The Differences of Sex Development Service at UI Stead Family Children’s Hospital treats children, teens, and adults with differences of sex development (DSD), also sometimes referred to as intersex conditions.
Our service brings together experts in many different medical disciplines, including pediatric urology, psychology, pediatric endocrinology, genetics, neonatology, radiology, and pediatric surgery. Working as a multidisciplinary team, these experts consult and offer a full range of management options, counseling, and emotional support. This means that patients can receive continuing care and support from infancy into adulthood as necessary.

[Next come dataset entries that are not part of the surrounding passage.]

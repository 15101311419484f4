//! Causal spans for distributed tracing.
//!
//! # Responsibilities
//! - Identify a position in the causal chain of calls (`SpanContext`)
//! - Record attributes, events, and status on in-flight operations
//! - Emit finished spans as structured JSON records
//!
//! Span records are emitted through the `tracing` subscriber under the
//! `fib_service::spans` target; a collector wired to the subscriber sees
//! one JSON object per finished span.

use std::time::{SystemTime, UNIX_EPOCH};

use rand::Rng;
use serde::Serialize;

/// Identifying fields of a position in the causal chain.
///
/// Every sub-call context is a child of the context it was created under:
/// children share the `trace_id` and get a fresh `span_id`.
#[derive(Debug, Clone, Copy, PartialEq, Eq)]
pub struct SpanContext {
    pub trace_id: u128,
    pub span_id: u64,
    pub sampled: bool,
}

impl SpanContext {
    /// Start a fresh causal chain.
    pub fn new_root() -> Self {
        let mut rng = rand::thread_rng();
        Self {
            trace_id: nonzero_u128(&mut rng),
            span_id: nonzero_u64(&mut rng),
            sampled: true,
        }
    }

    /// Derive a child position in the same chain.
    pub fn child(&self) -> Self {
        let mut rng = rand::thread_rng();
        Self {
            trace_id: self.trace_id,
            span_id: nonzero_u64(&mut rng),
            sampled: self.sampled,
        }
    }
}

fn nonzero_u64(rng: &mut impl Rng) -> u64 {
    loop {
        let v: u64 = rng.gen();
        if v != 0 {
            return v;
        }
    }
}

fn nonzero_u128(rng: &mut impl Rng) -> u128 {
    loop {
        let v: u128 = rng.gen();
        if v != 0 {
            return v;
        }
    }
}

/// Outcome classification of a finished span.
#[derive(Debug, Clone, Copy, PartialEq, Eq, Serialize)]
#[serde(rename_all = "lowercase")]
pub enum SpanStatus {
    Unset,
    Ok,
    Error,
}

impl SpanStatus {
    pub fn as_str(&self) -> &'static str {
        match self {
            SpanStatus::Unset => "unset",
            SpanStatus::Ok => "ok",
            SpanStatus::Error => "error",
        }
    }
}

/// Attribute value attached to a span or event.
#[derive(Debug, Clone, PartialEq, Serialize)]
#[serde(untagged)]
pub enum AttributeValue {
    I64(i64),
    F64(f64),
    Str(String),
    Bool(bool),
}

impl From<i64> for AttributeValue {
    fn from(v: i64) -> Self {
        AttributeValue::I64(v)
    }
}

impl From<u64> for AttributeValue {
    fn from(v: u64) -> Self {
        AttributeValue::I64(i64::try_from(v).unwrap_or(i64::MAX))
    }
}

impl From<f64> for AttributeValue {
    fn from(v: f64) -> Self {
        AttributeValue::F64(v)
    }
}

impl From<&str> for AttributeValue {
    fn from(v: &str) -> Self {
        AttributeValue::Str(v.to_string())
    }
}

impl From<String> for AttributeValue {
    fn from(v: String) -> Self {
        AttributeValue::Str(v)
    }
}

impl From<bool> for AttributeValue {
    fn from(v: bool) -> Self {
        AttributeValue::Bool(v)
    }
}

#[derive(Debug, Clone, Serialize)]
struct KeyValue {
    key: &'static str,
    value: AttributeValue,
}

/// Timestamped annotation within a span.
#[derive(Debug, Clone, Serialize)]
struct SpanEvent {
    name: &'static str,
    timestamp_ms: u64,
    attributes: Vec<KeyValue>,
}

/// An in-flight operation in the causal chain.
///
/// Each task owns exactly one active span at a time; children derived from
/// this span's context are never shared for writing. Ending the span
/// (explicitly or on drop) emits its record.
#[derive(Debug)]
pub struct CausalSpan {
    name: &'static str,
    context: SpanContext,
    parent_span_id: Option<u64>,
    attributes: Vec<KeyValue>,
    events: Vec<SpanEvent>,
    status: SpanStatus,
    status_message: Option<String>,
    started_at_ms: u64,
    ended: bool,
}

/// Wire representation of a finished span.
#[derive(Debug, Serialize)]
struct SpanRecord<'a> {
    name: &'static str,
    trace_id: String,
    span_id: String,
    #[serde(skip_serializing_if = "Option::is_none")]
    parent_span_id: Option<String>,
    started_at_ms: u64,
    duration_ms: u64,
    status: &'static str,
    #[serde(skip_serializing_if = "Option::is_none")]
    status_message: Option<&'a str>,
    attributes: &'a [KeyValue],
    events: &'a [SpanEvent],
}

impl CausalSpan {
    /// Start a span. With a parent, the span joins the parent's chain;
    /// without one, it roots a new chain.
    pub fn start(name: &'static str, parent: Option<&SpanContext>) -> Self {
        let (context, parent_span_id) = match parent {
            Some(p) => (p.child(), Some(p.span_id)),
            None => (SpanContext::new_root(), None),
        };
        Self {
            name,
            context,
            parent_span_id,
            attributes: Vec::new(),
            events: Vec::new(),
            status: SpanStatus::Unset,
            status_message: None,
            started_at_ms: unix_millis(),
            ended: false,
        }
    }

    /// Identifying context of this span, for propagation and for deriving
    /// children.
    pub fn context(&self) -> SpanContext {
        self.context
    }

    pub fn set_attribute(&mut self, key: &'static str, value: impl Into<AttributeValue>) {
        self.attributes.push(KeyValue {
            key,
            value: value.into(),
        });
    }

    pub fn add_event(
        &mut self,
        name: &'static str,
        attributes: Vec<(&'static str, AttributeValue)>,
    ) {
        self.events.push(SpanEvent {
            name,
            timestamp_ms: unix_millis(),
            attributes: attributes
                .into_iter()
                .map(|(key, value)| KeyValue { key, value })
                .collect(),
        });
    }

    /// Classify the span outcome. An empty message is not recorded.
    pub fn set_status(&mut self, status: SpanStatus, message: &str) {
        self.status = status;
        self.status_message = if message.is_empty() {
            None
        } else {
            Some(message.to_string())
        };
    }

    pub fn status(&self) -> SpanStatus {
        self.status
    }

    /// Finish the span and emit its record. Idempotent.
    pub fn end(&mut self) {
        if self.ended {
            return;
        }
        self.ended = true;

        let record = SpanRecord {
            name: self.name,
            trace_id: format!("{:032x}", self.context.trace_id),
            span_id: format!("{:016x}", self.context.span_id),
            parent_span_id: self.parent_span_id.map(|id| format!("{:016x}", id)),
            started_at_ms: self.started_at_ms,
            duration_ms: unix_millis().saturating_sub(self.started_at_ms),
            status: self.status.as_str(),
            status_message: self.status_message.as_deref(),
            attributes: &self.attributes,
            events: &self.events,
        };
        match serde_json::to_string(&record) {
            Ok(json) => {
                tracing::debug!(target: "fib_service::spans", "{json}");
            }
            Err(e) => {
                tracing::warn!(span = self.name, error = %e, "Failed to serialize span record");
            }
        }
    }
}

impl Drop for CausalSpan {
    fn drop(&mut self) {
        self.end();
    }
}

fn unix_millis() -> u64 {
    SystemTime::now()
        .duration_since(UNIX_EPOCH)
        .unwrap_or_default()
        .as_millis() as u64
}
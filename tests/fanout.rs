//! Integration tests for the recursive fan-out handler.

use std::sync::{Arc, Mutex};

mod common;

/// The service's definition: both degenerate terms are 1.
fn expected_fib(n: u64) -> u64 {
    if n < 2 {
        1
    } else {
        expected_fib(n - 1) + expected_fib(n - 2)
    }
}

#[tokio::test]
async fn base_cases_return_one() {
    let (addr, shutdown) = common::start_service(None).await;
    let client = common::test_client();

    for i in [0, 1] {
        let res = client
            .get(format!("http://{addr}/fib?i={i}"))
            .send()
            .await
            .expect("service unreachable");
        assert_eq!(res.status(), 200);
        assert_eq!(res.text().await.unwrap(), "1");
    }

    shutdown.trigger();
}

#[tokio::test]
async fn self_recursion_computes_fib_six() {
    let (addr, shutdown) = common::start_service(None).await;
    let client = common::test_client();

    let res = client
        .get(format!("http://{addr}/fib?i=6"))
        .send()
        .await
        .expect("service unreachable");
    assert_eq!(res.status(), 200);
    // exact body: ASCII decimal, no trailing newline
    assert_eq!(res.text().await.unwrap(), "13");

    shutdown.trigger();
}

#[tokio::test]
async fn recursion_matches_pure_definition() {
    let (addr, shutdown) = common::start_service(None).await;
    let client = common::test_client();

    for i in 0..=8u64 {
        let res = client
            .get(format!("http://{addr}/fib?i={i}"))
            .send()
            .await
            .expect("service unreachable");
        assert_eq!(res.status(), 200);
        assert_eq!(
            res.text().await.unwrap(),
            expected_fib(i).to_string(),
            "mismatch at i={i}"
        );
    }

    shutdown.trigger();
}

#[tokio::test]
async fn internal_endpoint_behaves_identically() {
    let (addr, shutdown) = common::start_service(None).await;
    let client = common::test_client();

    let res = client
        .get(format!("http://{addr}/fibinternal?i=5"))
        .send()
        .await
        .expect("service unreachable");
    assert_eq!(res.status(), 200);
    assert_eq!(res.text().await.unwrap(), "8");

    shutdown.trigger();
}

#[tokio::test]
async fn malformed_input_yields_503_echoing_raw_value() {
    let (addr, shutdown) = common::start_service(None).await;
    let client = common::test_client();

    // non-numeric
    let res = client
        .get(format!("http://{addr}/fib?i=foo"))
        .send()
        .await
        .unwrap();
    assert_eq!(res.status(), 503);
    let body = res.text().await.unwrap();
    assert!(body.contains("foo"), "body should echo the raw value: {body}");

    // absent
    let res = client.get(format!("http://{addr}/fib")).send().await.unwrap();
    assert_eq!(res.status(), 503);

    // duplicated
    let res = client
        .get(format!("http://{addr}/fib?i=3&i=4"))
        .send()
        .await
        .unwrap();
    assert_eq!(res.status(), 503);
    let body = res.text().await.unwrap();
    assert!(body.contains("3,4"), "body should echo both raw values: {body}");

    // negative
    let res = client
        .get(format!("http://{addr}/fib?i=-1"))
        .send()
        .await
        .unwrap();
    assert_eq!(res.status(), 503);

    shutdown.trigger();
}

#[tokio::test]
async fn single_subcall_failure_reports_one_line() {
    // upstream answers i=4 correctly but garbles i=5
    let upstream = common::start_mock_upstream(|request| async move {
        let target = common::request_target(&request).to_string();
        match common::index_of(&target) {
            Some(5) => (200, "not-a-number".to_string()),
            Some(4) => (200, "5".to_string()),
            _ => (404, "unexpected index".to_string()),
        }
    })
    .await;

    let (addr, shutdown) = common::start_service(Some(format!("http://{upstream}"))).await;
    let client = common::test_client();

    let res = client
        .get(format!("http://{addr}/fib?i=6"))
        .send()
        .await
        .unwrap();
    assert_eq!(res.status(), 503);
    let body = res.text().await.unwrap();
    assert_eq!(body, "Failed to call child index '5'.\n");

    shutdown.trigger();
}

#[tokio::test]
async fn both_subcall_failures_report_both_lines() {
    // nothing listens on the upstream port: transport failure for both
    let unreachable = {
        let listener = tokio::net::TcpListener::bind("127.0.0.1:0").await.unwrap();
        let addr = listener.local_addr().unwrap();
        drop(listener);
        addr
    };

    let (addr, shutdown) = common::start_service(Some(format!("http://{unreachable}"))).await;
    let client = common::test_client();

    let res = client
        .get(format!("http://{addr}/fib?i=6"))
        .send()
        .await
        .unwrap();
    assert_eq!(res.status(), 503);
    let body = res.text().await.unwrap();
    let lines: Vec<&str> = body.lines().collect();
    assert_eq!(lines.len(), 2, "one diagnostic line per failed sub-call: {body:?}");
    assert!(lines.contains(&"Failed to call child index '5'."));
    assert!(lines.contains(&"Failed to call child index '4'."));

    shutdown.trigger();
}

#[tokio::test]
async fn sibling_still_dispatched_when_one_fails() {
    let seen = Arc::new(Mutex::new(Vec::new()));
    let seen_by_mock = seen.clone();
    let upstream = common::start_mock_upstream(move |request| {
        let seen = seen_by_mock.clone();
        async move {
            let target = common::request_target(&request).to_string();
            let index = common::index_of(&target);
            if let Some(i) = index {
                seen.lock().unwrap().push(i);
            }
            match index {
                Some(5) => (500, "boom".to_string()),
                Some(4) => (200, "5".to_string()),
                _ => (404, "unexpected index".to_string()),
            }
        }
    })
    .await;

    let (addr, shutdown) = common::start_service(Some(format!("http://{upstream}"))).await;
    let client = common::test_client();

    let res = client
        .get(format!("http://{addr}/fib?i=6"))
        .send()
        .await
        .unwrap();
    assert_eq!(res.status(), 503);

    let mut dispatched = seen.lock().unwrap().clone();
    dispatched.sort_unstable();
    assert_eq!(dispatched, vec![4, 5], "both sub-indices must be dispatched");

    shutdown.trigger();
}

#[tokio::test]
async fn subcalls_carry_trace_context_headers() {
    let requests = Arc::new(Mutex::new(Vec::new()));
    let recorded = requests.clone();
    let upstream = common::start_mock_upstream(move |request| {
        let recorded = recorded.clone();
        async move {
            recorded.lock().unwrap().push(request);
            (200, "1".to_string())
        }
    })
    .await;

    let (addr, shutdown) = common::start_service(Some(format!("http://{upstream}"))).await;
    let client = common::test_client();

    let res = client
        .get(format!("http://{addr}/fib?i=2"))
        .send()
        .await
        .unwrap();
    assert_eq!(res.status(), 200);
    assert_eq!(res.text().await.unwrap(), "2");

    let requests = requests.lock().unwrap();
    assert_eq!(requests.len(), 2);
    for request in requests.iter() {
        let traceparent = request
            .lines()
            .find_map(|line| line.to_lowercase().strip_prefix("traceparent:").map(str::to_string))
            .unwrap_or_else(|| panic!("sub-call missing traceparent header: {request:?}"));
        let value = traceparent.trim().to_string();
        let parts: Vec<&str> = value.split('-').collect();
        assert_eq!(parts.len(), 4, "unexpected traceparent shape: {value}");
        assert_eq!(parts[0], "00");
        assert_eq!(parts[1].len(), 32);
        assert_eq!(parts[2].len(), 16);
    }

    shutdown.trigger();
}

#[tokio::test]
async fn root_endpoint_returns_hint() {
    let (addr, shutdown) = common::start_service(None).await;
    let client = common::test_client();

    let res = client.get(format!("http://{addr}/")).send().await.unwrap();
    assert_eq!(res.status(), 200);
    let body = res.text().await.unwrap();
    assert!(body.contains("Your server is live!"));
    assert!(body.contains("/fib?i=6"));

    let res = client
        .get(format!("http://{addr}/favicon.ico"))
        .send()
        .await
        .unwrap();
    assert_eq!(res.status(), 404);

    shutdown.trigger();
}
//! Renders a view as text.
//!
//! Two forms share one walk over the layout: [`write_compact`] emits a
//! single line suitable for logs and diffs, [`write_pretty`] emits an
//! indented multi-line form with a hex annotation comment on each raw
//! scalar. Both forms parse back with [`crate::parse_text`].
//!
//! Rendering never fails: absent members and reserved regions are skipped,
//! withheld or out-of-bounds fields render as zero, and arrays whose count
//! cannot be derived render empty.

use bitview::View;
use bitview::layout::{ElementLayout, MemberShape, ScalarLayout};

/// Renders `view` on a single line: `{ a: 1, b: { c: 2 } }`.
pub fn write_compact(view: &View<'_>) -> String {
    let mut out = String::new();
    render_struct(&mut out, view, 0, false);
    out
}

/// Renders `view` indented, one entry per line, with raw scalar values
/// annotated in hex:
///
/// ```text
/// {
///   weight: 40,  # 0x28
///   flags: ACTIVE,  # 0x1
/// }
/// ```
pub fn write_pretty(view: &View<'_>) -> String {
    let mut out = String::new();
    render_struct(&mut out, view, 0, true);
    out.push('\n');
    out
}

fn render_struct(out: &mut String, view: &View<'_>, depth: usize, pretty: bool) {
    let entries: Vec<_> = view
        .fields()
        .filter(|f| f.name().is_some() && f.present())
        .collect();
    if entries.is_empty() {
        out.push_str("{}");
        return;
    }
    out.push('{');
    for (i, field) in entries.iter().enumerate() {
        let name = field.name().unwrap_or_default();
        if pretty {
            out.push('\n');
            indent(out, depth + 1);
        } else {
            out.push(' ');
        }
        out.push_str(name);
        out.push_str(": ");
        match &field.member().shape {
            MemberShape::Scalar(scalar) => {
                let value = field.read();
                match field.enum_name() {
                    Some(n) => out.push_str(n),
                    None => push_int(out, value, scalar),
                }
                out.push(',');
                if pretty {
                    push_hex_note(out, value, scalar.width_bits);
                }
            }
            MemberShape::Virtual(_) => {
                push_plain_int(out, field.read());
                out.push(',');
            }
            MemberShape::Struct { .. } => {
                if let Some(child) = field.as_struct() {
                    render_struct(out, &child, depth + 1, pretty);
                } else {
                    out.push_str("{}");
                }
                out.push(',');
            }
            MemberShape::Array(_) => {
                render_array(out, field, depth + 1, pretty);
                out.push(',');
            }
        }
        if !pretty && i + 1 == entries.len() {
            // Single-line form closes without the trailing comma.
            out.pop();
        }
    }
    if pretty {
        out.push('\n');
        indent(out, depth);
    } else {
        out.push(' ');
    }
    out.push('}');
}

fn render_array(out: &mut String, field: &bitview::FieldRef<'_>, depth: usize, pretty: bool) {
    let Some(array) = field.as_array() else {
        out.push_str("{}");
        return;
    };
    let count = array.len().unwrap_or(0);
    if count == 0 {
        out.push_str("{}");
        return;
    }
    match array.element_layout() {
        ElementLayout::Scalar(scalar) => {
            // Scalar elements stay on one line in both forms.
            out.push_str("{ ");
            for i in 0..count {
                if i > 0 {
                    out.push_str(", ");
                }
                match array.enum_name(i) {
                    Some(n) => out.push_str(n),
                    None => push_int(out, array.read(i), scalar),
                }
            }
            out.push_str(" }");
        }
        ElementLayout::Struct { .. } => {
            out.push('{');
            for i in 0..count {
                if pretty {
                    out.push('\n');
                    indent(out, depth + 1);
                } else if i > 0 {
                    out.push_str(", ");
                } else {
                    out.push(' ');
                }
                match array.element(i) {
                    Some(child) => render_struct(out, &child, depth + 1, pretty),
                    None => out.push_str("{}"),
                }
                if pretty {
                    out.push(',');
                }
            }
            if pretty {
                out.push('\n');
                indent(out, depth);
            } else {
                out.push(' ');
            }
            out.push('}');
        }
    }
}

fn push_int(out: &mut String, value: i64, scalar: &ScalarLayout) {
    use std::fmt::Write as _;
    if scalar.signed || value >= 0 {
        let _ = write!(out, "{value}");
    } else {
        // An unsigned 64-bit field wide enough to go negative as i64.
        let _ = write!(out, "{:#X}", value as u64);
    }
}

fn push_plain_int(out: &mut String, value: i64) {
    use std::fmt::Write as _;
    let _ = write!(out, "{value}");
}

fn push_hex_note(out: &mut String, value: i64, width_bits: usize) {
    use std::fmt::Write as _;
    let mask = if width_bits >= 64 {
        u64::MAX
    } else {
        (1u64 << width_bits) - 1
    };
    let _ = write!(out, "  # {:#X}", (value as u64) & mask);
}

fn indent(out: &mut String, depth: usize) {
    for _ in 0..depth {
        out.push_str("  ");
    }
}

#[cfg(test)]
mod tests {
    use super::*;
    use crate::parse_text;
    use bitview::expr::{BinOp, Expr};
    use bitview::layout::{ArrayLayout, CountSpec, EnumTable, Member, OffsetSpec, StructLayout};

    fn message_layout() -> StructLayout {
        StructLayout::new(
            "message",
            vec![
                Member::scalar(
                    "kind",
                    OffsetSpec::next(),
                    ScalarLayout::unsigned(8)
                        .with_enums(EnumTable::new(vec![(1, "DATA"), (2, "ACK")])),
                ),
                Member::scalar("length", OffsetSpec::next(), ScalarLayout::unsigned(8)),
                Member::array(
                    "payload",
                    OffsetSpec::next(),
                    ArrayLayout {
                        element: ElementLayout::Scalar(ScalarLayout::unsigned(8)),
                        count: CountSpec::Expr(Expr::Field(1)),
                        stride_bits: 8,
                    },
                ),
                Member::nested(
                    "trailer",
                    OffsetSpec::next(),
                    StructLayout::new(
                        "trailer",
                        vec![Member::scalar(
                            "crc",
                            OffsetSpec::next(),
                            ScalarLayout::unsigned(16),
                        )],
                    ),
                    vec![],
                ),
            ],
        )
    }

    #[test]
    fn test_compact_form() {
        let data = [0x01, 0x02, 0xAA, 0xBB, 0x12, 0x34];
        let layout = message_layout();
        let view = View::new(&layout, &data);
        assert_eq!(
            write_compact(&view),
            "{ kind: DATA, length: 2, payload: { 170, 187 }, trailer: { crc: 4660 } }"
        );
    }

    #[test]
    fn test_pretty_form() {
        let data = [0x02, 0x01, 0xFF, 0x00, 0x10];
        let layout = message_layout();
        let view = View::new(&layout, &data);
        let expected = "\
{
  kind: ACK,  # 0x2
  length: 1,  # 0x1
  payload: { 255 },
  trailer: {
    crc: 16,  # 0x10
  },
}
";
        assert_eq!(write_pretty(&view), expected);
    }

    #[test]
    fn test_both_forms_parse_back_equal() {
        let data = [0x01, 0x03, 0x0A, 0x0B, 0x0C, 0xFE, 0xED];
        let layout = message_layout();
        let view = View::new(&layout, &data);
        let compact = parse_text(&write_compact(&view)).unwrap();
        let pretty = parse_text(&write_pretty(&view)).unwrap();
        assert_eq!(compact, pretty);
    }

    #[test]
    fn test_reserved_and_absent_members_are_skipped() {
        let layout = StructLayout::new(
            "framed",
            vec![
                Member::scalar("mode", OffsetSpec::next(), ScalarLayout::unsigned(8)),
                Member::reserved(OffsetSpec::next(), 8),
                Member::scalar("extra", OffsetSpec::next(), ScalarLayout::unsigned(8))
                    .when(Expr::bin(BinOp::Eq, Expr::Field(0), Expr::Const(1))),
            ],
        );
        let data = [0x00, 0x77, 0x55];
        let view = View::new(&layout, &data);
        assert_eq!(write_compact(&view), "{ mode: 0 }");
    }

    #[test]
    fn test_truncated_buffer_renders_zeros() {
        // One byte short of the trailer: rendering must not fail.
        let data = [0x01, 0x01, 0xAA, 0x12];
        let layout = message_layout();
        let view = View::new(&layout, &data);
        assert!(!view.ok());
        let text = write_compact(&view);
        assert!(text.contains("crc: 0"), "{text}");
    }

    #[test]
    fn test_signed_and_wide_values() {
        let layout = StructLayout::new(
            "nums",
            vec![
                Member::scalar("temp", OffsetSpec::next(), ScalarLayout::signed(8)),
                Member::scalar("tag", OffsetSpec::next(), ScalarLayout::unsigned(64)),
            ],
        );
        let data = [0xFF, 0xFF, 0xFF, 0xFF, 0xFF, 0xFF, 0xFF, 0xFF, 0xFF];
        let view = View::new(&layout, &data);
        assert_eq!(
            write_compact(&view),
            "{ temp: -1, tag: 0xFFFFFFFFFFFFFFFF }"
        );
        assert!(parse_text(&write_compact(&view)).is_ok());
    }
}
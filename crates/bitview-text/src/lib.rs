//! Text transcoding for [`bitview`] layouts.
//!
//! Renders a [`bitview::View`] as a small brace-delimited notation and
//! applies edited text back onto a [`bitview::ViewMut`] as a partial merge.
//! The parser is total: any input, however malformed or truncated, produces
//! either a value or an error, never a panic.
//!
//! ```
//! use bitview::layout::{Member, OffsetSpec, ScalarLayout, StructLayout};
//! use bitview::{View, ViewMut};
//! use bitview_text::{parse_text, update_from_text, write_compact, UpdateOptions};
//!
//! let layout = StructLayout::new(
//!     "point",
//!     vec![
//!         Member::scalar("x", OffsetSpec::next(), ScalarLayout::unsigned(8)),
//!         Member::scalar("y", OffsetSpec::next(), ScalarLayout::unsigned(8)),
//!     ],
//! );
//!
//! let mut data = [3u8, 4];
//! assert_eq!(write_compact(&View::new(&layout, &data)), "{ x: 3, y: 4 }");
//!
//! let mut view = ViewMut::new(&layout, &mut data);
//! update_from_text(&mut view, "{ y: 9 }", &UpdateOptions::default()).unwrap();
//! assert_eq!(data, [3, 9]);
//!
//! assert!(parse_text("{ x: ").is_err());
//! ```

pub mod ast;
pub mod errors;
pub mod parse;
pub mod update;
pub mod write;

pub use ast::TextValue;
pub use errors::TextError;
pub use parse::parse_text;
pub use update::{UnknownFields, UpdateOptions, update_from_text};
pub use write::{write_compact, write_pretty};
//! Dependency expressions over sibling fields and bound parameters.
//!
//! Expressions drive presence predicates, data-dependent offsets and array
//! counts, virtual field values, and virtual write inverses. Evaluation is
//! total: a broken dependency (invalid field, unbound parameter, division by
//! zero, overflow) yields no value, which the view layer propagates as
//! invalidity. Evaluation itself lives in [`crate::view`].

/// A pure integer expression. Comparisons and logic evaluate to 0 or 1.
#[derive(Debug, Clone, PartialEq, Eq)]
pub enum Expr {
    /// A constant.
    Const(i64),
    /// Index into the view's bound parameters.
    Param(usize),
    /// Value of a strictly earlier scalar or virtual member in the same
    /// struct, sign-extended when the member is declared signed.
    Field(usize),
    /// The incoming value being written. Only meaningful inside a
    /// [`crate::layout::VirtualStore`] inverse.
    Input,
    Binary(BinOp, Box<Expr>, Box<Expr>),
    /// Logical negation: nonzero becomes 0, zero becomes 1.
    Not(Box<Expr>),
}

#[derive(Debug, Clone, Copy, PartialEq, Eq)]
pub enum BinOp {
    Add,
    Sub,
    Mul,
    Div,
    Eq,
    Ne,
    Lt,
    Le,
    Gt,
    Ge,
    And,
    Or,
}

impl Expr {
    pub fn bin(op: BinOp, lhs: Expr, rhs: Expr) -> Expr {
        Expr::Binary(op, Box::new(lhs), Box::new(rhs))
    }

    /// Calls `f` on this node and every descendant.
    pub fn visit(&self, f: &mut impl FnMut(&Expr)) {
        f(self);
        match self {
            Expr::Binary(_, lhs, rhs) => {
                lhs.visit(f);
                rhs.visit(f);
            }
            Expr::Not(inner) => inner.visit(f),
            _ => {}
        }
    }

    /// True iff the expression contains an [`Expr::Input`] node.
    pub fn uses_input(&self) -> bool {
        let mut found = false;
        self.visit(&mut |e| found |= matches!(e, Expr::Input));
        found
    }
}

Parents whose children have been diagnosed with a DSD condition have many questions about how the condition is diagnosed and treated. Our team is always ready to answer any questions you have, so feel free to ask.
What does “differences of sex development” mean?
Differences of sex development, or DSD, is a name for a group of conditions that begin during development before birth and cause atypical development of sex organs or, sometimes, a mismatch between the chromosomal sex and the outward appearance of genitals.
Many times DSDs can result in atypical genitals, leaving it unclear whether the genital organs are female or male. But DSD conditions also affect reproductive organs and structures inside the body, such as the gonads (testes or ovaries), vagina, uterus, and cervix. DSD conditions sometimes also affect the urinary tract.
Some DSD conditions are discovered at birth, while others may be found during childhood or later in life.
What is the treatment for DSD?
Development of the sex organs is a complex process, with many stages, and can be affected by many different conditions. This means that every patient requires an individual treatment plan specific to their diagnosis and may need attention from several kinds of medical experts.
That’s why our multidisciplinary team approach to care is so important. Our specialists consult and collaborate to deliver personalized care for every patient. Your child can be seen by multiple specialists in one place, all during the same visit, and you can more easily participate in shared decision-making about your child’s care.
Is DSD the same as transgender?
No. Sex development is about sexual anatomy — reproductive organs and structures and the chromosomes and hormones that determine how those organs and structures develop in the body. A child who has a DSD condition has characteristics of sexual anatomy that are not typical.
Gender refers to how we identify ourselves as female, male, both, or neither. People who are transgender do not identify with the sex they were assigned at birth.
Will DSD affect whether my child will be able to have children?
This will depend on the specific DSD condition. Some conditions have no impact on the child’s fertility. Others may make becoming a parent a less typical process.
Will I need to explain DSD to my child?
With many DSD conditions, a growing child will likely begin to notice differences the condition has caused. Discussing this in an open and age-appropriate way will be one of the many ways you support your child.
Our team includes a child psychologist who will be available beginning with your first visit, providing counseling and support, including assistance with discovering the best ways to discuss DSD with your child.